They can’t. These devices don’t raze mountains. Also you need a delivery vehicle. These fortifications should have had anti-air defenses, but even if not or if ineffective against the chosen delivery vehicle, they are still hidden behind tons and tons of rock.
The popular image of nuclear bombs is of an all-destroying force but this is not accurate. Militarily the stopping power of a nuclear bomb has been established and for use against armored forces like tank divisions the actual kill zone is rather small - like a third of a mile in diameter if I remember correctly. Take then into account that battlemechs are better armored and secured also against radiation than modern armored vehicles and they can even be made to operate in the vacuum of space. (And space and radiation go together...)
Furthermore, given that terrorist strikes have been an tactic mentioned within the same pages I’m covering here, including suicide attacks and a localized nuclear strike, which SLDF commander would not spread his or her forces to the best of their abilities to avoid vulnerability?
Thinking this further, the SLDF is operating in enemy territory - these people are bombing their own land. So they just blow up a few megatons next to their own population centers? Ignore the fallout on civilians that are entirely their own population?? 
It quickly becomes clear that this “tactic” is more a plot device than anything. These rebels are so unscrupulous and amoral, they can resort to things the SLDF wouldn’t do and therefore best it easily. This supposedly explains away all the advantages the SLDF enjoy - their stockpiles, technological superiority, fortifications, advanced training and doctrines, even the many years of actual combat experience.
The same plot device is used in how Amaris’ Rim Worlds troops eliminate resistance in the Hegemony. Now there’s less inhibition to use such weaponry given these are not their home worlds. But the other conditions still apply - especially since many of the Hegemony worlds explicitly have Castles Brian, and many several. 
And regular plot convenience
Other things like the automated defense systems of the Hegemony were simple plot convenience, there to be ironically used against those that hoped to enjoy their protection. This helps explain the bloody and protracted campaign need to win the Hegemony back.

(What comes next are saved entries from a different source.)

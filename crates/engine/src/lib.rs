//! # Engine - disk-backed map/group-by
//!
//! Collects arbitrarily many `(key, value)` pairs, spills them to sorted
//! files whenever the in-memory buffer reaches its threshold, and finally
//! merges every spill file to hand the caller one complete, ordered value
//! group per distinct key.
//!
//! ## Architecture
//!
//! ```text
//! Caller
//!   |
//!   v
//! ┌───────────────────────────────────────────────┐
//! │                   ENGINE                      │
//! │                                               │
//! │ write.rs → map_value() → Batch push           │
//! │              |                                │
//! │              |  (buffered >= threshold?)      │
//! │              |            yes                 │
//! │              v                                │
//! │           spill() → new sorted spill file     │
//! │                                               │
//! │ write_done() → final spill, state = Flushed   │
//! │                                               │
//! │ reduce.rs → premerge() while files > fan-in   │
//! │              |                                │
//! │              v                                │
//! │           KWayMerge → reducer(key, values)    │
//! │              |                                │
//! │              v                                │
//! │           delete spill files, state = Done    │
//! └───────────────────────────────────────────────┘
//! ```
//!
//! ## Lifecycle
//!
//! ```text
//! Accepting --write_done--> Flushed --reduce_values--> Reducing --ok--> Done
//!                                                          \--err--> Failed
//! ```
//!
//! A failed reduction deletes nothing: every spill file still owned by the
//! engine is left on disk for inspection (see [`Engine::live_files`]).
//!
//! ## Concurrency
//!
//! Every operation takes `&mut self`, so calls on one engine are serialised
//! by construction. The only parallel work is the set of independent group
//! merges inside one cascading pre-merge pass, which run on the rayon pool.
//!
//! ## Example
//!
//! ```rust,no_run
//! use config::MapReduceConfig;
//! use engine::Engine;
//! use serde_json::json;
//!
//! let mut engine = Engine::new(MapReduceConfig::new("/tmp/mr", 10_000)).unwrap();
//! for word in "the cat saw the dog".split(' ') {
//!     engine.map_value(word, json!(1)).unwrap();
//! }
//! engine.write_done().unwrap();
//! engine
//!     .reduce_values(|word, ones| {
//!         println!("{word}: {}", ones.len());
//!         Ok(())
//!     })
//!     .unwrap();
//! ```
mod premerge;
mod reduce;
mod write;

use batch::Batch;
use config::{ConfigError, MapReduceConfig};
use spill::SpillError;
use std::fmt;
use std::io;
use std::path::PathBuf;
use thiserror::Error;

/// Lifecycle state of an [`Engine`].
#[derive(Debug, Clone, Copy, PartialEq, Eq)]
pub enum Lifecycle {
    /// `map_value` is permitted.
    Accepting,
    /// `write_done` has run; `reduce_values` may run once.
    Flushed,
    /// A reduction is in progress.
    Reducing,
    /// Every spill file was consumed and deleted.
    Done,
    /// A reduction failed; remaining spill files are left on disk.
    Failed,
}

impl fmt::Display for Lifecycle {
    fn fmt(&self, f: &mut fmt::Formatter<'_>) -> fmt::Result {
        let s = match self {
            Lifecycle::Accepting => "accepting",
            Lifecycle::Flushed => "flushed",
            Lifecycle::Reducing => "reducing",
            Lifecycle::Done => "done",
            Lifecycle::Failed => "failed",
        };
        f.write_str(s)
    }
}

/// Errors returned by [`Engine`] operations.
#[derive(Debug, Error)]
pub enum Error {
    /// `map_value` was called after `write_done`.
    #[error("map_value called after write_done")]
    AlreadyFlushed,

    /// `reduce_values` was called in any state other than `Flushed`.
    #[error("reduce_values requires a flushed engine, but it is {state}")]
    NotFlushed { state: Lifecycle },

    #[error(transparent)]
    Spill(#[from] SpillError),

    #[error("io error: {0}")]
    Io(#[from] io::Error),

    #[error("invalid configuration: {0}")]
    Config(#[from] ConfigError),

    /// The caller's reducer returned an error for `key`.
    #[error("reducer failed on key {key:?}: {err:#}")]
    Reducer { key: String, err: anyhow::Error },
}

pub type Result<T> = std::result::Result<T, Error>;

/// Disk-backed map/group-by engine.
///
/// # Map phase
///
/// 1. [`map_value`](Engine::map_value) appends the value to its key's group
///    in the in-memory [`Batch`].
/// 2. Once `max_in_memory_records` values are buffered, the batch is written
///    to a new sorted spill file and cleared.
/// 3. [`write_done`](Engine::write_done) spills whatever is left.
///
/// # Reduce phase
///
/// [`reduce_values`](Engine::reduce_values) first merges groups of spill
/// files while there are more than `fan_in_limit` of them, then k-way merges
/// the rest, calling the reducer once per key in ascending order.
pub struct Engine {
    pub(crate) cfg: MapReduceConfig,
    pub(crate) batch: Batch,
    /// Spill files owned by this engine, in creation order.
    pub(crate) files: Vec<PathBuf>,
    pub(crate) state: Lifecycle,
}

impl fmt::Debug for Engine {
    fn fmt(&self, f: &mut fmt::Formatter<'_>) -> fmt::Result {
        f.debug_struct("Engine")
            .field("state", &self.state)
            .field("base_dir", &self.cfg.base_dir)
            .field("max_in_memory_records", &self.cfg.max_in_memory_records)
            .field("buffered_keys", &self.batch.len())
            .field("buffered_values", &self.batch.value_count())
            .field("spill_files", &self.files.len())
            .finish()
    }
}

impl Engine {
    /// Creates an engine in the `Accepting` state.
    ///
    /// # Errors
    ///
    /// Returns [`Error::Config`] if the configuration does not validate
    /// (zero threshold, bad fan-in, or a missing base directory).
    pub fn new(cfg: MapReduceConfig) -> Result<Self> {
        cfg.validate()?;
        log::debug!("engine created: {:?}", cfg);
        Ok(Self {
            cfg,
            batch: Batch::new(),
            files: Vec::new(),
            state: Lifecycle::Accepting,
        })
    }

    #[must_use]
    pub fn state(&self) -> Lifecycle {
        self.state
    }

    /// Spill files currently owned by the engine. After a failed reduction
    /// these are the files left on disk.
    #[must_use]
    pub fn live_files(&self) -> &[PathBuf] {
        &self.files
    }

    /// Number of values buffered in memory and not yet spilled.
    #[must_use]
    pub fn buffered_values(&self) -> usize {
        self.batch.value_count()
    }

    /// Number of distinct keys buffered in memory.
    #[must_use]
    pub fn buffered_keys(&self) -> usize {
        self.batch.len()
    }

    pub fn config(&self) -> &MapReduceConfig {
        &self.cfg
    }
}

#[cfg(test)]
mod tests;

The Amaris Coup’s basic design depends on many things - including...
the greed of the Inner Sphere lords completely clouding their self-preservation. After all they sell materiel to staff 50 mech divisions when originally the presence of a single mech battalion in one periphery realm was almost a casus belli. 
the continued cooperation and secrecy of all participants during the decade where Amaris unfolds his plan to win Richard Cameron’s confidence. What was the backup plan if that wasn’t possible?
the complete lack of anyone else caring even a little about Richard Cameron, like Kerensky doing his actual duties during this time period, especially given the fact that he’s supposedly meticulous, dutiful, and virtuous without measure.
the administration of the Hegemony not developing the least of initiative.
that the Kerensky reforms made the SLDF so dependent on his leadership he couldn’t delegate this duty to anyone else. What kind of genius makes themselves unreplaceable and traps themselves in a situation where they cannot serve their duties?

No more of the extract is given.